■ INSTRUCTIONS TO FOLLOW:
Report each line of the data that contains the string "activity".

(Stored items)

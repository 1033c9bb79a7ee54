//! Shared definitions for the tasklist JSON wire format.

pub mod task;
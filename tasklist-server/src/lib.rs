//! Tasklist server library.
//!
//! Exposes the record store, task repository, and HTTP resource layer for
//! use in tests and embedding. The binary wires them together from a
//! resolved [`config::ServerConfig`].

pub mod api;
pub mod auth;
pub mod config;
pub mod repository;
pub mod store;
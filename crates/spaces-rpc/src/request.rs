//! JSON-RPC wire types.
//!
//! Bitcoin Core and the spaces protocol service both speak JSON-RPC over
//! HTTP POST. Older Bitcoin Core releases omit the `jsonrpc` member from
//! responses and always send both `result` and `error`, so both are optional
//! here.

use serde::{Deserialize, Serialize};
use serde_json::Value;

/// JSON-RPC request ID.
#[derive(Debug, Clone, PartialEq, Serialize, Deserialize)]
#[serde(untagged)]
pub enum RpcId {
    Number(u64),
    String(String),
    Null,
}

impl std::fmt::Display for RpcId {
    fn fmt(&self, f: &mut std::fmt::Formatter<'_>) -> std::fmt::Result {
        match self {
            Self::Number(n) => write!(f, "{n}"),
            Self::String(s) => f.write_str(s),
            Self::Null => f.write_str("null"),
        }
    }
}

/// A JSON-RPC request with positional params.
#[derive(Debug, Clone, Serialize, Deserialize)]
pub struct JsonRpcRequest {
    pub jsonrpc: String,
    pub method: String,
    pub params: Vec<Value>,
    pub id: RpcId,
}

impl JsonRpcRequest {
    pub fn new(id: u64, method: impl Into<String>, params: Vec<Value>) -> Self {
        Self {
            jsonrpc: "2.0".into(),
            method: method.into(),
            params,
            id: RpcId::Number(id),
        }
    }
}

/// A JSON-RPC error object.
#[derive(Debug, Clone, PartialEq, Serialize, Deserialize)]
pub struct JsonRpcError {
    pub code: i64,
    pub message: String,
    #[serde(default, skip_serializing_if = "Option::is_none")]
    pub data: Option<Value>,
}

impl std::fmt::Display for JsonRpcError {
    fn fmt(&self, f: &mut std::fmt::Formatter<'_>) -> std::fmt::Result {
        write!(f, "JSON-RPC error {}: {}", self.code, self.message)
    }
}

/// A JSON-RPC response.
#[derive(Debug, Clone, Serialize, Deserialize)]
pub struct JsonRpcResponse {
    #[serde(default, skip_serializing_if = "Option::is_none")]
    pub jsonrpc: Option<String>,
    pub id: RpcId,
    #[serde(default)]
    pub result: Option<Value>,
    #[serde(default)]
    pub error: Option<JsonRpcError>,
}

impl JsonRpcResponse {
    /// The result value, or the error object the endpoint returned.
    ///
    /// A missing or `null` result is returned as `Value::Null`.
    pub fn into_result(self) -> Result<Value, JsonRpcError> {
        match self.error {
            Some(err) => Err(err),
            None => Ok(self.result.unwrap_or(Value::Null)),
        }
    }
}
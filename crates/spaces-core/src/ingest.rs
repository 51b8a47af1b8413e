//! Transactional block ingestion.
//!
//! One block is one store transaction: the block row, its transaction rows,
//! and every history append and space update derived from them are committed
//! together or not at all. Blocks without protocol activity are not stored.

use std::sync::Arc;

use serde_json::Value;
use tracing::debug;

use crate::decoder::{self, Decision};
use crate::error::IndexerError;
use crate::store::{IngestTx, SpaceStore};
use crate::types::{Block, MetaOutput, NewHistory, Space, SpaceStatus, Transaction, TransferOutput};

/// Summary of what one committed block wrote.
#[derive(Debug, Clone, Default, PartialEq, Eq)]
pub struct BlockReceipt {
    pub block_id: i64,
    pub height: u64,
    pub transactions: usize,
    pub history_rows: usize,
    pub spaces_created: usize,
    /// History rows that moved a space to a new status.
    pub transitions: usize,
}

/// Applies blocks to a [`SpaceStore`].
pub struct Ingestor {
    store: Arc<dyn SpaceStore>,
}

impl Ingestor {
    pub fn new(store: Arc<dyn SpaceStore>) -> Self {
        Self { store }
    }

    /// Ingest `block` with its protocol-relevant transactions.
    ///
    /// Returns `Ok(None)` without touching the store when `txs` is empty.
    /// Outputs are applied in transaction order; within a transaction all
    /// transfer-style outputs come first, then metadata-style outputs.
    pub async fn process_block(
        &self,
        block: &Block,
        txs: &[Transaction],
    ) -> Result<Option<BlockReceipt>, IndexerError> {
        if txs.is_empty() {
            debug!(height = block.height, "no protocol activity, block not stored");
            return Ok(None);
        }

        let mut tx = self.store.begin().await?;
        let block_id = tx.insert_block(block).await?;
        let mut receipt = BlockReceipt {
            block_id,
            height: block.height,
            transactions: txs.len(),
            ..Default::default()
        };

        let mut tx_ids = Vec::with_capacity(txs.len());
        for (position, t) in txs.iter().enumerate() {
            tx_ids.push(tx.insert_transaction(block_id, position as u32, t).await?);
        }

        for (t, &tx_id) in txs.iter().zip(&tx_ids) {
            for output in &t.outputs {
                apply_transfer(tx.as_mut(), t, tx_id, output, &mut receipt).await?;
            }
            for meta in &t.metadata {
                apply_metadata(tx.as_mut(), t, tx_id, meta, &mut receipt).await?;
            }
        }

        tx.commit().await?;
        debug!(
            height = block.height,
            hash = %block.hash,
            txs = receipt.transactions,
            history = receipt.history_rows,
            "block committed"
        );
        Ok(Some(receipt))
    }
}

async fn apply_transfer(
    tx: &mut (dyn IngestTx + '_),
    t: &Transaction,
    tx_id: i64,
    output: &TransferOutput,
    receipt: &mut BlockReceipt,
) -> Result<(), IndexerError> {
    let space = tx
        .find_space(&output.name)
        .await?
        .ok_or_else(|| IndexerError::UnknownSpace {
            name: output.name.clone(),
            txid: t.txid.clone(),
        })?;

    let decision = decoder::classify_transfer(&space);
    append(tx, &space, t, tx_id, decision, &output.raw, receipt).await
}

async fn apply_metadata(
    tx: &mut (dyn IngestTx + '_),
    t: &Transaction,
    tx_id: i64,
    meta: &MetaOutput,
    receipt: &mut BlockReceipt,
) -> Result<(), IndexerError> {
    let space = match tx.find_space(&meta.name).await? {
        Some(space) => space,
        None => {
            receipt.spaces_created += 1;
            tx.create_space(&meta.name, SpaceStatus::PreAuction).await?
        }
    };

    let history = tx.space_history(space.id).await?;
    let decision = decoder::classify_metadata(meta, &history);
    append(tx, &space, t, tx_id, decision, &meta.raw, receipt).await
}

/// Append the history row and refresh the space's cached state with it.
async fn append(
    tx: &mut (dyn IngestTx + '_),
    space: &Space,
    t: &Transaction,
    tx_id: i64,
    decision: Decision,
    payload: &Value,
    receipt: &mut BlockReceipt,
) -> Result<(), IndexerError> {
    let history_id = tx
        .append_history(&NewHistory {
            space_id: space.id,
            transaction_id: tx_id,
            txid: t.txid.clone(),
            action: decision.action.clone(),
            bid_amount: decision.bid_amount,
            payload: payload.clone(),
        })
        .await?;
    tx.update_space(space.id, history_id, decision.new_status).await?;

    receipt.history_rows += 1;
    if decision.new_status.is_some() {
        receipt.transitions += 1;
    }
    debug!(
        space = %space.name,
        txid = %t.txid,
        action = decision.action.as_ref().map(|a| a.as_str()).unwrap_or("-"),
        status = decision.new_status.map(|s| s.as_str()).unwrap_or("unchanged"),
        "history appended"
    );
    Ok(())
}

■ RESPONSE TO THE EXERCISE:
//! together or not at all. Blocks without protocol activity are not stored.
            debug!(height = block.height, "no protocol activity, block not stored");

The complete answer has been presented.